Foreign embassies and many international organisations have been slow to make the move. Almaty, with a population of 1.3 million, remains the republic’s largest and for many people the most important city.
“The president, who has staked a great deal on developing [the political image of the new] capital, is pressuring the economy and the air transport sector into moving to the capital,” said economist Piotr Svoik. “There are no economic grounds here. It is a purely political decision.
“It’s fair to say it is a foolish and harmful decision for everyone, including the president who’s insisting on it.”
Kazakstan is well served by numerous western airlines, including British Airways, KLM and Lufthansa, as well as those from former Soviet countries. All fly internationally to Almaty, with the exception of Russia’s Transaero and the Kazak state carrier Air Astana.
The airlines have so far had little to say on the upcoming changes and are currently weighing their options, though rumours of possible exits are making the rounds.
Lufthansa has already reduced its Frankfurt-Almaty service from seven to five times a week. A proposal to add an extra flight from Frankfurt to Astana while keeping its existing Almaty route has reportedly been rejected by the transport ministry.
A press release from Lufthansa’s office in Almaty said the authorities were behaving in a protectionist manner, “Artificial barriers to market development are being created. It is market development that brings profitability, and not solutions imposed by force to the detriment of business.”
Staff at Lufthansa in Almaty refused to comment on their future plans for Kazakstan, as did those at KLM and British Airways, which said it had yet to be officially notified of the change.
Economist Tulegen Askarov is pessimistic about the future of Kazakstan’s air links with the outside world, saying the airlines will have little choice but to leave. He described the decision to force them to move airports as “illogical”.
“I think that only one or two airlines will remain, and the rest will move to Tashkent or Bishkek,” said Askarov. “They have been preparing for this for a long time.
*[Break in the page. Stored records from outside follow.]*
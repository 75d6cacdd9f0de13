// src/analysis/sequence_cleaner.rs
//
// Velocity-based outlier repair for the raw ball track. A frame whose ball
// moved further than `max_velocity` from the previous frame is flagged, then
// replaced by linear interpolation between the nearest unflagged frames that
// have a ball on either side. Frames are never dropped.

use crate::types::{CleaningConfig, RawFrame};
use std::collections::HashSet;
use tracing::{debug, info};

#[derive(Debug, Clone, Copy, Default, PartialEq, Eq)]
pub struct CleaningReport {
    pub outliers_flagged: usize,
    pub outliers_repaired: usize,
}

pub struct SequenceCleaner {
    max_velocity: f64,
}

impl SequenceCleaner {
    pub fn new(config: &CleaningConfig) -> Self {
        Self {
            max_velocity: config.max_velocity,
        }
    }

    /// Positions (into `frames`) whose ball jumped more than `max_velocity`
    /// from the immediately preceding frame.
    pub fn detect_outliers(&self, frames: &[RawFrame]) -> Vec<usize> {
        frames
            .windows(2)
            .enumerate()
            .filter_map(|(i, pair)| match (pair[0].ball_center, pair[1].ball_center) {
                (Some(prev), Some(curr)) if prev.distance(&curr) > self.max_velocity => {
                    Some(i + 1)
                }
                _ => None,
            })
            .collect()
    }

    /// Replace each outlier with the interpolated position between its
    /// nearest valid neighbours. Outliers without a neighbour on both sides
    /// are left untouched. Returns how many were repaired.
    pub fn interpolate_outliers(&self, frames: &mut [RawFrame], outliers: &[usize]) -> usize {
        let flagged: HashSet<usize> = outliers.iter().copied().collect();
        let is_anchor =
            |frames: &[RawFrame], i: usize| frames[i].ball_center.is_some() && !flagged.contains(&i);

        let mut repaired = 0;
        for &idx in outliers {
            let prev = (0..idx).rev().find(|&i| is_anchor(frames, i));
            let next = (idx + 1..frames.len()).find(|&i| is_anchor(frames, i));

            let (Some(prev), Some(next)) = (prev, next) else {
                debug!(
                    "Outlier at frame {} has no valid neighbour on both sides, kept",
                    frames[idx].frame_index
                );
                continue;
            };
            let (Some(a), Some(b)) = (frames[prev].ball_center, frames[next].ball_center) else {
                continue;
            };

            let t = (idx - prev) as f64 / (next - prev) as f64;
            frames[idx].ball_center = Some(a.lerp(&b, t));
            repaired += 1;
        }
        repaired
    }

    /// Detect and repair outliers, returning the corrected stream.
    pub fn clean(&self, mut frames: Vec<RawFrame>) -> (Vec<RawFrame>, CleaningReport) {
        let outliers = self.detect_outliers(&frames);
        info!(
            "Found {} outlier positions (moved >{} px)",
            outliers.len(),
            self.max_velocity
        );

        let repaired = if outliers.is_empty() {
            0
        } else {
            let n = self.interpolate_outliers(&mut frames, &outliers);
            info!("Corrected {} outlier positions using linear interpolation", n);
            n
        };

        (
            frames,
            CleaningReport {
                outliers_flagged: outliers.len(),
                outliers_repaired: repaired,
            },
        )
    }
}

#[cfg(test)]
mod tests {
    use super::*;
    use crate::types::{Landmarks, Point};

    fn frame(i: u64, ball: Option<(f64, f64)>) -> RawFrame {
        RawFrame {
            frame_index: i,
            timestamp_ms: (i * 33) as i64,
            ball_center: ball.map(Point::from),
            landmarks: Landmarks::default(),
        }
    }

    fn cleaner() -> SequenceCleaner {
        SequenceCleaner::new(&CleaningConfig { max_velocity: 100.0 })
    }

    #[test]
    fn test_jump_and_return_without_later_anchor_is_kept() {
        // (0,0) (0,0) (0,200) (0,0): frames 2 and 3 are both flagged and
        // neither has a valid later neighbour.
        let frames = vec![
            frame(0, Some((0.0, 0.0))),
            frame(1, Some((0.0, 0.0))),
            frame(2, Some((0.0, 200.0))),
            frame(3, Some((0.0, 0.0))),
        ];
        let c = cleaner();
        assert_eq!(c.detect_outliers(&frames), vec![2, 3]);

        let (cleaned, report) = c.clean(frames);
        assert_eq!(report.outliers_flagged, 2);
        assert_eq!(report.outliers_repaired, 0);
        assert_eq!(cleaned[2].ball_center, Some(Point::new(0.0, 200.0)));
        assert_eq!(cleaned[3].ball_center, Some(Point::new(0.0, 0.0)));
    }

    #[test]
    fn test_spike_interpolated_between_neighbours() {
        let frames = vec![
            frame(0, Some((0.0, 0.0))),
            frame(1, Some((10.0, 10.0))),
            frame(2, Some((10.0, 400.0))),
            frame(3, Some((10.0, 30.0))),
            frame(4, Some((20.0, 40.0))),
        ];
        let (cleaned, report) = cleaner().clean(frames);

        // 2 and 3 are flagged; 2 sits between 1 and 4 at t = 1/3.
        assert_eq!(report.outliers_flagged, 2);
        assert_eq!(report.outliers_repaired, 2);
        let p2 = cleaned[2].ball_center.unwrap();
        assert!((p2.x - 13.333_333).abs() < 1e-4);
        assert!((p2.y - 20.0).abs() < 1e-9);
        let p3 = cleaned[3].ball_center.unwrap();
        assert!((p3.y - 30.0).abs() < 1e-9);
    }

    #[test]
    fn test_missing_frames_are_skipped_when_searching() {
        let frames = vec![
            frame(0, Some((0.0, 0.0))),
            frame(1, None),
            frame(2, Some((0.0, 0.0))),
            frame(3, Some((0.0, 300.0))),
            frame(4, None),
            frame(5, Some((0.0, 60.0))),
        ];
        let c = cleaner();
        // Jump 3 -> 4 is not checked (4 missing), so only 3 is flagged.
        assert_eq!(c.detect_outliers(&frames), vec![3]);

        let (cleaned, _) = c.clean(frames);
        let p3 = cleaned[3].ball_center.unwrap();
        assert!((p3.y - 20.0).abs() < 1e-9);
        assert_eq!(cleaned.len(), 6);
        assert!(cleaned[4].ball_center.is_none());
    }

    #[test]
    fn test_repaired_sequence_respects_max_velocity() {
        let mut frames: Vec<RawFrame> = (0..20)
            .map(|i| frame(i, Some((i as f64 * 5.0, 100.0 + i as f64 * 3.0))))
            .collect();
        frames[7].ball_center = Some(Point::new(900.0, 900.0));
        frames[13].ball_center = Some(Point::new(-500.0, 20.0));

        let c = cleaner();
        let (cleaned, _) = c.clean(frames);
        for pair in cleaned.windows(2) {
            let a = pair[0].ball_center.unwrap();
            let b = pair[1].ball_center.unwrap();
            assert!(a.distance(&b) <= 100.0);
        }
    }

    #[test]
    fn test_empty_and_single_frame_streams() {
        let c = cleaner();
        let (cleaned, report) = c.clean(Vec::new());
        assert!(cleaned.is_empty());
        assert_eq!(report, CleaningReport::default());

        let (cleaned, report) = c.clean(vec![frame(0, Some((1.0, 1.0)))]);
        assert_eq!(cleaned.len(), 1);
        assert_eq!(report.outliers_flagged, 0);
    }
}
And this is not even because our government decided to move airlines to Astana, but because fuel costs more here than in neighbouring countries.”
Despite such concerns, the government remains confident that international airlines will eventually comply with the new rules.
“No one is going anywhere,” said deputy transport minister Yury Lavrienko. “No one is going to create a situation where they have to pack up and go. On the contrary, we are creating conditions which will attract airlines to Kazakstan.”
Lavrienko told IWPR that losses from the move would be minimal, though he was unable to estimate the amount.
The construction of a new airport at Astana provided the impetus for the decision. At the opening ceremony on February 2, Nazarbaev said he hoped that “the world’s airlines would make [Astana airport] a transit point between Europe and the Far East, southeast Asia, and the Middle East”.
The capacity of the grandiose new terminal far exceeds the demands of this middle-sized city of half a million residents.
One airline has wholeheartedly welcomed the changes – Air Astana, which has been put in charge of running the airport. The state carrier was set up in 2001 with the Kazak government owning a controlling 51 per cent, and Britain’s BAE Systems the rest.
Since the bankruptcy last year of Air Kazakstan, the previous national carrier, Air Astana has been the only domestic airline working internationally, flying on 21 international and 17 internal routes.
“Air Astana welcomes the move of international flights to Astana, as the new international terminal meets all the demands of a major international hub,” the airline said in a press release. “As the national airline, we support the policy of Kazakstan’s government to have a fully-functioning international airport in the republic’s capital.”
Alim Bekenov is the pseudonym of an IWPR correspondent in Astana.